An approximate approach to study the free vibration of a string with an arbitrary variation in mass density and tension, with attached concentrated masses, and its application to hanging chain and rotating cord

Abstract

A multi-stepped approximation has been developed to study the free vibration of a string with arbitrary variation in the tension and the mass density. To achieve this objective, a novel exact approach is developed to study free vibration of a string with N uniform sections of different mass densities under N different tensions with N+1 attached concentrated masses and springs at the ends. The two advantages of this approach are that it leads to a single frequency equation for any number of sections and the same computer program can be used to solve different problems using pertinent data.

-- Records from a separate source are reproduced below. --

//! `code.*` protocols.

use serde_json::{Value, json};
use synapse_core::definition::ProtocolDefinition;
use synapse_core::step::{NamedStep, action_fn};

use crate::{describe, non_empty_text, present, text};

const FUNCTION_MARKERS: &[&str] = &["fn ", "def ", "function ", "func "];

fn looks_like_function(line: &str) -> bool {
    let line = line.trim_start();
    FUNCTION_MARKERS
        .iter()
        .any(|marker| line.starts_with(marker) || line.contains(&format!(" {marker}")))
}

/// `code.analyze`: structure, quality and issues of a code sample.
pub fn code_analyze() -> ProtocolDefinition {
    ProtocolDefinition::builder("code.analyze")
        .version("1.0.0")
        .intent("Analyze code structure, quality and likely issues")
        .input("code", json!("<source text>"))
        .input("language", json!("<language name>"))
        .input("focus", json!(["structure", "quality", "issues"]))
        .validate_input("code", non_empty_text())
        .step(
            NamedStep::new("parse_structure")
                .instruction("Identify the units (functions, types, modules) in the code")
                .action(action_fn(|input, _| {
                    let code = text(input, "code");
                    let lines = code.lines().count();
                    let functions = code.lines().filter(|l| looks_like_function(l)).count();
                    let language = match text(input, "language") {
                        "" => "unknown",
                        other => other,
                    };
                    Ok(describe(
                        "parse_structure",
                        format!("Parsed {lines} lines of {language} code"),
                        json!({ "lines": lines, "functions": functions, "language": language }),
                    ))
                })),
        )
        .step(
            NamedStep::new("assess_quality")
                .instruction("Judge readability, naming and cohesion")
                .action(action_fn(|_, shell| {
                    let functions = shell
                        .result("parse_structure")
                        .and_then(|r| r["functions"].as_u64())
                        .unwrap_or(0);
                    Ok(describe(
                        "assess_quality",
                        format!("Assessed quality across {functions} functions"),
                        json!({ "dimensions": ["readability", "naming", "cohesion"] }),
                    ))
                })),
        )
        .step(
            NamedStep::new("find_issues")
                .instruction("Look for bugs, unsafe patterns and missing error handling")
                .action(action_fn(|input, _| {
                    let markers: Vec<Value> = text(input, "code")
                        .lines()
                        .enumerate()
                        .filter(|(_, l)| l.contains("TODO") || l.contains("FIXME"))
                        .map(|(n, l)| json!({ "line": n + 1, "text": l.trim() }))
                        .collect();
                    Ok(describe(
                        "find_issues",
                        format!("Flagged {} annotated lines for review", markers.len()),
                        json!({ "issues": markers }),
                    ))
                })),
        )
        .step(
            NamedStep::new("recommend")
                .instruction("Propose concrete improvements ordered by impact")
                .action(action_fn(|_, _| {
                    Ok(describe(
                        "recommend",
                        "Prepared improvement recommendations".into(),
                        json!({ "recommendations": [] }),
                    ))
                })),
        )
        .output("parse_structure", json!("structural summary"))
        .output("find_issues", json!("issues found"))
        .output("recommend", json!("recommended improvements"))
        .validate_output("recommend", present())
        .build()
}
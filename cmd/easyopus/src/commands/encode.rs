//! PCM to packet records.

use std::path::PathBuf;

use clap::Args;

use super::{
    format_bytes, get_profile, pcm_frames, print_success, push_record, read_file, write_file,
};
use crate::Cli;

/// Encode a PCM file into length-prefixed Opus packets.
#[derive(Args)]
pub struct EncodeCommand {
    /// Input PCM file (s16le, interleaved)
    #[arg(short = 'i', long)]
    input: PathBuf,

    /// Output packet file
    #[arg(short = 'o', long)]
    output: PathBuf,
}

impl EncodeCommand {
    pub fn run(&self, cli: &Cli) -> anyhow::Result<()> {
        let profile = get_profile(cli)?;
        let frame_size = profile.frame_size()?;
        let mut encoder = profile.encoder()?;

        let data = read_file(&self.input)?;
        let frames = pcm_frames(&data, profile.frame_samples()?)?;

        let mut out = Vec::new();
        for frame in &frames {
            let packet = encoder.encode(frame, frame_size)?;
            push_record(&mut out, packet.as_bytes())?;
        }

        write_file(&self.output, &out)?;
        print_success(&format!(
            "Encoded {} frames to: {} ({})",
            frames.len(),
            self.output.display(),
            format_bytes(out.len())
        ));
        Ok(())
    }
}
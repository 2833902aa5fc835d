//! Encode-then-decode loopback over a PCM file.

use std::path::PathBuf;

use clap::Args;

use super::{format_bytes, get_profile, pcm_frames, print_success, read_file, write_file};
use crate::Cli;

/// Encode and immediately decode every frame of a PCM file.
///
/// Reports packet statistics; with -o the decoded PCM is written out.
#[derive(Args)]
pub struct RoundtripCommand {
    /// Input PCM file (s16le, interleaved)
    #[arg(short = 'i', long)]
    input: PathBuf,

    /// Output PCM file for the decoded audio
    #[arg(short = 'o', long)]
    output: Option<PathBuf>,
}

impl RoundtripCommand {
    pub fn run(&self, cli: &Cli) -> anyhow::Result<()> {
        let profile = get_profile(cli)?;
        let frame_size = profile.frame_size()?;
        let mut encoder = profile.encoder()?;
        let mut decoder = profile.decoder()?;

        let data = read_file(&self.input)?;
        let frames = pcm_frames(&data, profile.frame_samples()?)?;

        let mut decoded = Vec::with_capacity(data.len());
        let mut packet_bytes = 0usize;
        for frame in &frames {
            let packet = encoder.encode(frame, frame_size)?;
            packet_bytes += packet.len();
            let pcm = decoder.decode_bytes(packet.as_bytes(), easyopus::Endian::Little, frame_size)?;
            decoded.extend_from_slice(&pcm);
        }
        tracing::debug!(frames = frames.len(), packet_bytes, "roundtrip finished");

        let mean = if frames.is_empty() { 0 } else { packet_bytes / frames.len() };
        println!(
            "packets: {}, encoded: {}, mean packet: {}, pcm: {}",
            frames.len(),
            format_bytes(packet_bytes),
            format_bytes(mean),
            format_bytes(data.len())
        );

        if let Some(output) = &self.output {
            write_file(output, &decoded)?;
            print_success(&format!("Decoded audio saved to: {}", output.display()));
        }
        Ok(())
    }
}
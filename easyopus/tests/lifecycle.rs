//! End-to-end lifecycle and round-trip checks against libopus.

use std::sync::Arc;

use easyopus::pipeline::{decode_capacity, max_packet_bytes};
use easyopus::{
    Application, Bitrate, Channels, CodecError, CodecOpus, Complexity, Decoder, Direction,
    Encoder, Endian, FrameDuration, NopLogger, SampleRate, pcm,
};

const APPLICATIONS: [Application; 3] = [
    Application::VoIP,
    Application::Audio,
    Application::RestrictedLowdelay,
];

fn tone(frame_size: usize, channels: usize, sample_rate: i32, offset: usize) -> Vec<i16> {
    let mut out = Vec::with_capacity(frame_size * channels);
    for i in 0..frame_size {
        let t = (offset + i) as f32 / sample_rate as f32;
        let s = ((t * 440.0 * 2.0 * std::f32::consts::PI).sin() * 8000.0) as i16;
        for _ in 0..channels {
            out.push(s);
        }
    }
    out
}

fn energy(samples: &[i16]) -> f64 {
    samples.iter().map(|&s| (s as f64) * (s as f64)).sum::<f64>() / samples.len() as f64
}

#[test]
fn init_then_release_for_every_configuration() {
    for rate in SampleRate::ALL {
        for channels in [Channels::Mono, Channels::Stereo] {
            for app in APPLICATIONS {
                let mut encoder = Encoder::with_logger(Arc::new(NopLogger));
                encoder
                    .init(rate.hz(), channels, app)
                    .unwrap_or_else(|e| panic!("{rate:?} {channels:?} {app:?}: {e}"));
                encoder.release();
                assert!(!encoder.is_initialized());
            }

            let mut decoder = Decoder::with_logger(Arc::new(NopLogger));
            decoder.init(rate.hz(), channels).unwrap();
            decoder.release();
            assert!(!decoder.is_initialized());
        }
    }
}

#[test]
fn every_guarded_operation_fails_before_init() {
    let mut encoder = Encoder::new();
    let mut decoder = Decoder::new();

    let expect = |err: CodecError, direction| match err {
        CodecError::NotInitialized { direction: d, .. } => assert_eq!(d, direction),
        other => panic!("unexpected {other:?}"),
    };

    expect(encoder.set_bitrate(Bitrate::Auto).unwrap_err(), Direction::Encoder);
    expect(encoder.bitrate().unwrap_err(), Direction::Encoder);
    expect(encoder.set_complexity(Complexity::MIN).unwrap_err(), Direction::Encoder);
    expect(encoder.complexity().unwrap_err(), Direction::Encoder);
    expect(encoder.encode(&[0; 320], 320).unwrap_err(), Direction::Encoder);
    expect(decoder.decode(&[0x48, 0x00], 320).unwrap_err(), Direction::Decoder);
    expect(decoder.decode_lost(320).unwrap_err(), Direction::Decoder);
}

#[test]
fn round_trip_preserves_length_and_energy() {
    let rate = 48000;
    let frame_size = FrameDuration::Duration20ms.frame_size(rate) as usize;

    for channels in [Channels::Mono, Channels::Stereo] {
        let n = channels.count() as usize;
        let mut encoder = Encoder::new();
        let mut decoder = Decoder::new();
        encoder.init(rate, channels, Application::Audio).unwrap();
        encoder.set_bitrate(Bitrate::Bits(64000)).unwrap();
        decoder.init(rate, channels).unwrap();

        let mut last_in = Vec::new();
        let mut last_out = Vec::new();
        for k in 0..10 {
            let frame = tone(frame_size, n, rate, k * frame_size);
            let packet = encoder.encode(&frame, frame_size as i32).unwrap();
            let decoded = decoder.decode(packet.as_bytes(), frame_size as i32).unwrap();
            assert_eq!(decoded.len(), frame.len());
            last_in = frame;
            last_out = decoded;
        }

        // The codec is lossy; the steady-state level must still be close.
        let ratio = energy(&last_out) / energy(&last_in);
        assert!((0.25..4.0).contains(&ratio), "{channels:?}: energy ratio {ratio}");
    }
}

#[test]
fn output_never_exceeds_scratch_capacity() {
    let rate = 16000;
    let mut encoder = Encoder::new();
    let mut decoder = Decoder::new();
    encoder.init(rate, Channels::Mono, Application::Audio).unwrap();
    encoder.set_bitrate(Bitrate::Max).unwrap();
    decoder.init(rate, Channels::Mono).unwrap();

    for fd in [
        FrameDuration::Duration2500us,
        FrameDuration::Duration10ms,
        FrameDuration::Duration20ms,
        FrameDuration::Duration60ms,
        FrameDuration::Duration120ms,
    ] {
        let frame_size = fd.frame_size(rate);
        let pcm = tone(frame_size as usize, 1, rate, 0);
        let packet = encoder.encode(&pcm, frame_size).unwrap();
        assert!(
            packet.len() <= max_packet_bytes(frame_size, rate),
            "{fd}: {} bytes",
            packet.len()
        );

        let decoded = decoder.decode(packet.as_bytes(), frame_size).unwrap();
        assert!(decoded.len() <= decode_capacity(frame_size, 1));
        assert_eq!(decoded.len(), frame_size as usize);
    }
}

#[test]
fn invalid_channel_count_is_rejected_before_allocation() {
    assert_eq!(Channels::try_from(3), Err(CodecError::InvalidChannels(3)));

    let mut codec = CodecOpus::new();
    assert_eq!(codec.encoder_init(48000, 3, 2048), -1);
    assert!(!codec.encoder().is_initialized());
    assert_eq!(codec.encoder_set_bitrate(32000), -1);

    // A valid init afterwards works normally.
    assert_eq!(codec.encoder_init(48000, 2, 2048), 0);
    assert_eq!(codec.encoder_set_bitrate(32000), 0);
}

#[test]
fn release_is_safe_to_repeat() {
    let mut encoder = Encoder::new();
    let mut decoder = Decoder::new();
    encoder.release();
    decoder.release();

    encoder.init(8000, Channels::Mono, Application::VoIP).unwrap();
    decoder.init(8000, Channels::Mono).unwrap();
    for _ in 0..3 {
        encoder.release();
        decoder.release();
    }
    assert!(encoder.encode(&[0; 160], 160).is_err());

    // The controllers are reusable after release.
    encoder.init(8000, Channels::Mono, Application::VoIP).unwrap();
    assert!(encoder.encode(&[0; 160], 160).is_ok());
}

#[test]
fn full_duplex_with_byte_buffers() {
    let rate = 24000;
    let frame_size = 480;
    let mut codec = CodecOpus::new();
    assert_eq!(codec.encoder_init(rate, 1, 2049), 0);
    assert_eq!(codec.decoder_init(rate, 1), 0);

    let samples = tone(frame_size, 1, rate, 0);
    let bytes = pcm::samples_to_bytes(&samples, Endian::Little);
    let packet = codec.encode_bytes(&bytes, bytes.len(), frame_size as i32);
    assert!(!packet.is_empty());

    let pcm_out = codec.decode_bytes(&packet, packet.len(), frame_size as i32);
    assert_eq!(pcm_out.len(), bytes.len());
    assert_eq!(CodecOpus::convert_bytes_to_shorts(&pcm_out).len(), frame_size);
}

#[test]
fn dropping_controllers_frees_instances() {
    for _ in 0..100 {
        let mut codec = CodecOpus::new();
        assert_eq!(codec.encoder_init(48000, 2, 2049), 0);
        assert_eq!(codec.decoder_create(48000, 2), 0);
    }
}
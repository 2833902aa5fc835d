//! Lifecycle wrapper around the Opus codec.
//!
//! This crate owns libopus encoder and decoder state and exposes frame-based
//! encode and decode over 16-bit samples and byte-packed PCM:
//!
//! - [`Encoder`]: init, bitrate and complexity tuning, encode, release
//! - [`Decoder`]: init, decode, release
//! - [`CodecOpus`]: both controllers behind flat status-code entry points
//!
//! Operations that need a live instance fail with
//! [`CodecError::NotInitialized`] when called before `init`. Releasing is
//! idempotent, and dropping a controller releases its instance.
//!
//! # Example
//!
//! ```no_run
//! use easyopus::{Application, Channels, Decoder, Encoder};
//!
//! let mut encoder = Encoder::new();
//! encoder.init(16000, Channels::Mono, Application::VoIP)?;
//!
//! let pcm = vec![0i16; 320]; // 20ms at 16kHz
//! let packet = encoder.encode(&pcm, 320)?;
//!
//! let mut decoder = Decoder::new();
//! decoder.init(16000, Channels::Mono)?;
//! let decoded = decoder.decode(packet.as_bytes(), 320)?;
//! assert_eq!(decoded.len(), 320);
//! # Ok::<(), easyopus::CodecError>(())
//! ```
//!
//! # Linking
//!
//! libopus is linked from the system. Set `OPUS_LIB_DIR` to add a search
//! path.

mod constants;
mod decoder;
mod encoder;
mod error;
mod ffi;
mod flat;
mod guard;
mod instance;
mod logger;
mod packet;
pub mod pcm;
pub mod pipeline;

pub use constants::{Application, Bitrate, Channels, Complexity, FrameDuration, SampleRate};
pub use decoder::Decoder;
pub use encoder::Encoder;
pub use error::{CodecError, STATUS_FAILURE};
pub use flat::CodecOpus;
pub use guard::Direction;
pub use instance::{DecoderConfig, EncoderConfig};
pub use logger::{Logger, NopLogger, default_logger};
pub use packet::Packet;
pub use pcm::Endian;
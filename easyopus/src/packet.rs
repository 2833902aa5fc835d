//! Encoded Opus packet.

/// Raw Opus packet as produced by one `encode` call.
#[derive(Debug, Clone, PartialEq, Eq, Default)]
pub struct Packet(pub Vec<u8>);

impl Packet {
    /// Creates a new packet from bytes.
    pub fn new(data: Vec<u8>) -> Self {
        Self(data)
    }

    /// Returns the raw bytes.
    pub fn as_bytes(&self) -> &[u8] {
        &self.0
    }

    /// Returns the length in bytes.
    pub fn len(&self) -> usize {
        self.0.len()
    }

    /// Returns true if the packet is empty.
    pub fn is_empty(&self) -> bool {
        self.0.is_empty()
    }
}

impl AsRef<[u8]> for Packet {
    fn as_ref(&self) -> &[u8] {
        &self.0
    }
}

impl From<Packet> for Vec<u8> {
    fn from(packet: Packet) -> Self {
        packet.0
    }
}
//! Precondition check shared by every operation that needs a live instance.

use std::fmt;

use crate::error::CodecError;
use crate::logger::{Logger, log_error};

/// Which controller an instance belongs to.
#[derive(Debug, Clone, Copy, PartialEq, Eq)]
pub enum Direction {
    Encoder,
    Decoder,
}

impl Direction {
    pub fn name(&self) -> &'static str {
        match self {
            Self::Encoder => "encoder",
            Self::Decoder => "decoder",
        }
    }
}

impl fmt::Display for Direction {
    fn fmt(&self, f: &mut fmt::Formatter<'_>) -> fmt::Result {
        f.write_str(self.name())
    }
}

/// Returns the instance in `slot`, or logs and fails with `NotInitialized`.
pub(crate) fn require<'a, T>(
    slot: &'a mut Option<T>,
    direction: Direction,
    op: &'static str,
    logger: &dyn Logger,
) -> Result<&'a mut T, CodecError> {
    match slot {
        Some(instance) => Ok(instance),
        None => {
            log_error!(
                logger,
                "[{}] {} wasn't initialized, you must call {}.init() first",
                op,
                direction,
                direction
            );
            Err(CodecError::NotInitialized { direction, op })
        }
    }
}
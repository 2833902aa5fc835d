//! FFI bindings to libopus.

use std::os::raw::{c_char, c_float, c_int, c_uchar};

/// Opaque encoder state.
pub enum OpusEncoder {}

/// Opaque decoder state.
pub enum OpusDecoder {}

/// opus_int32 type (from opus_types.h)
pub type OpusInt32 = i32;

/// opus_int16 type (from opus_types.h)
pub type OpusInt16 = i16;

// Return codes
pub const OPUS_OK: c_int = 0;
pub const OPUS_BAD_ARG: c_int = -1;

// Special values
pub const OPUS_AUTO: c_int = -1000;
pub const OPUS_BITRATE_MAX: c_int = -1;

// Application types
pub const OPUS_APPLICATION_VOIP: c_int = 2048;
pub const OPUS_APPLICATION_AUDIO: c_int = 2049;
pub const OPUS_APPLICATION_RESTRICTED_LOWDELAY: c_int = 2051;

// CTL macros (request codes)
pub const OPUS_SET_BITRATE_REQUEST: c_int = 4002;
pub const OPUS_GET_BITRATE_REQUEST: c_int = 4003;
pub const OPUS_SET_COMPLEXITY_REQUEST: c_int = 4010;
pub const OPUS_GET_COMPLEXITY_REQUEST: c_int = 4011;

unsafe extern "C" {
    // Error handling
    pub fn opus_strerror(error: c_int) -> *const c_char;

    // Encoder
    pub fn opus_encoder_get_size(channels: c_int) -> c_int;

    pub fn opus_encoder_init(
        st: *mut OpusEncoder,
        fs: OpusInt32,
        channels: c_int,
        application: c_int,
    ) -> c_int;

    pub fn opus_encoder_create(
        fs: OpusInt32,
        channels: c_int,
        application: c_int,
        error: *mut c_int,
    ) -> *mut OpusEncoder;

    pub fn opus_encoder_destroy(enc: *mut OpusEncoder);

    pub fn opus_encode(
        enc: *mut OpusEncoder,
        pcm: *const OpusInt16,
        frame_size: c_int,
        data: *mut c_uchar,
        max_data_bytes: OpusInt32,
    ) -> OpusInt32;

    pub fn opus_encoder_ctl(enc: *mut OpusEncoder, request: c_int, ...) -> c_int;

    // Decoder
    pub fn opus_decoder_get_size(channels: c_int) -> c_int;

    pub fn opus_decoder_init(st: *mut OpusDecoder, fs: OpusInt32, channels: c_int) -> c_int;

    pub fn opus_decoder_create(
        fs: OpusInt32,
        channels: c_int,
        error: *mut c_int,
    ) -> *mut OpusDecoder;

    pub fn opus_decoder_destroy(dec: *mut OpusDecoder);

    pub fn opus_decode(
        dec: *mut OpusDecoder,
        data: *const c_uchar,
        len: OpusInt32,
        pcm: *mut OpusInt16,
        frame_size: c_int,
        decode_fec: c_int,
    ) -> c_int;

    pub fn opus_decode_float(
        dec: *mut OpusDecoder,
        data: *const c_uchar,
        len: OpusInt32,
        pcm: *mut c_float,
        frame_size: c_int,
        decode_fec: c_int,
    ) -> c_int;
}

/// Gets an error message for an opus error code.
pub fn error_string(error: c_int) -> String {
    unsafe {
        let c_str = opus_strerror(error);
        if c_str.is_null() {
            return format!("opus error {}", error);
        }
        std::ffi::CStr::from_ptr(c_str)
            .to_string_lossy()
            .into_owned()
    }
}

This method is applied to cases where tension and/or mass density changes continuously such as hanging chain, rotating chain, or inhomogeneous strings vibrating in either horizontal or vertical position. In all cases, the results obtained using this approach agreed with previous results obtained using exact and approximate methods. It was found that natural frequencies of a fixed string under constant tension T with linear variation in the mass density, ρ ( x ) = ρ 0 ( 1 + α x / L ) , can be approximated using a very simple equation, ω n = ( n π / L ) [ T / { ρ 0 ( 1 + 0.5 α ) } ] 1 / 2 and results reasonably agree with previous results for a wide range of α . New results for many other cases are also presented in what follows.